Alongside the biopharma boom over 2020/21, the healthcare industry has seen a surge in SPACs as a route to going public. SPACs have a number of advantages, particularly for companies that have a strong pipeline, but less data to base value on right now. But it’s important for healthcare firms that the SPAC is backed by the right sponsor.

“It’s critically important that SPACs are backed by reputable sponsors and can position companies in the public markets for success,” said Jason Levitz, Head of Healthcare Equity Capital Markets at RBC Capital Markets, in a panel discussion.

“For sponsors that are credible, with experience and a targeted approach within healthcare, those that have had success in the past are going to be those that private companies out there are going to want to partner with.”

Why investors are backing SPACs

On the investor side, SPACs represent a unique opportunity to get inside a company and work on its structure and robustness, according to John Rodin, Co-President at Glenview Capital and CEO at Longview Acquisition Corporation.

“One of the things that drew us to the SPAC was that you have this opportunity to get it right the first time.
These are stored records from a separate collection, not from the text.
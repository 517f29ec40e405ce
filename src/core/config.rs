use anyhow::{Context, Result};
use directories::ProjectDirs;
use serde::{Deserialize, Serialize};
use std::{fs, path::PathBuf};
use tracing::debug;

fn default_base_url() -> String {
    "https://v6.exchangerate-api.com/v6".to_string()
}

/// Transport configuration shared by both provider operations: the base
/// endpoint plus the access credential. Read-only after construction.
#[derive(Debug, Deserialize, Serialize, Clone)]
pub struct ProviderConfig {
    #[serde(default = "default_base_url")]
    pub base_url: String,
    pub api_key: String,
}

/// Initial pair selection used when the command line does not name one.
#[derive(Debug, Deserialize, Serialize, Clone)]
pub struct PairDefaults {
    pub from: String,
    pub to: String,
}

impl Default for PairDefaults {
    fn default() -> Self {
        PairDefaults {
            from: "USD".to_string(),
            to: "INR".to_string(),
        }
    }
}

#[derive(Debug, Deserialize, Serialize, Clone)]
pub struct AppConfig {
    pub provider: ProviderConfig,
    #[serde(default)]
    pub defaults: PairDefaults,
}

impl AppConfig {
    pub fn load() -> Result<Self> {
        debug!("Loading default config");
        let config_path = Self::default_config_path()?;
        Self::load_from_path(&config_path)
    }

    pub fn default_config_path() -> Result<PathBuf> {
        let proj_dirs = ProjectDirs::from("dev", "ravich", "cambio")
            .context("Could not determine project directories")?;
        Ok(proj_dirs.config_dir().join("config.yaml"))
    }

    pub fn load_from_path<P: AsRef<std::path::Path>>(path: P) -> Result<Self> {
        let config_str = fs::read_to_string(path.as_ref())
            .with_context(|| format!("Failed to read config file: {}", path.as_ref().display()))?;

        let config: Self = serde_yaml::from_str(&config_str)
            .with_context(|| format!("Failed to parse config file: {}", path.as_ref().display()))?;
        debug!("Successfully loaded config");
        Ok(config)
    }
}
When you find this company, you can make it such that when the company starts its public journey, it has best-in-class corporate governance, it already has the balance sheet that you think it should have. That was a super unique aspect to us,” he said.

There has been a slowdown in issuance, but Rodin believes that’s about recycling capital once deals get announced and closed. It may also be a sign of a maturing market for SPACs.

“I think it’s going to be incrementally harder, in the next few years, for those who don’t really have any experience across the financial sector to raise a SPAC. I think seasoned issuers are going to become more seasoned and newer ones are going to have a little bit of trouble getting traction,” he said.

Aduhelm approval marks an inflection point 

An originally stringent FDA regulatory environment was a key area of focus at our conference, but we wonder if approval of Biogen’s Aduhelm Alzheimer’s treatment marks an inflection point? Highly controversial, this approval potentially sets a new regulatory tone for years to come, particularly with a new administration (though notably still without a confirmed FDA Commissioner). We see this as potentially encouraging for biotech players even outside of neurology where regulatory scrutiny is in focus, though it will take time to fully elucidate all the potential read-throughs.

The shift to value-based care

The FDA, like many others in the industry, is working to keep up with a rapidly accelerating healthcare evolution. As well as novel breakthroughs in treatments, digital health is in focus, driving healthcare to be more consumer-centric and giving patients more choice in their provider and their care. These changes will require transparency in payments and reimbursements and sweeping changes in the way that both insurance and healthcare provision is incentivized.

There needs to be new patterns in how risk is pooled and shared among insurers, and smarter economic and actuarial fixes in dealing with risk so that the system can become fairer and more accessible. One example is the development of one-off cures, increasingly possible as R&D in cell and gene therapy advances in leaps and bounds. But how does a system that’s set up for chronic, long-term care price a cure? It’s a question that needs to be answered to support this kind of life-changing research. 

The healthcare industry is rapidly transforming on almost every front, transitioning to digital solutions and patient-led care, accelerating drug development off the back of well-financed scientific breakthroughs and changing how it approaches the markets.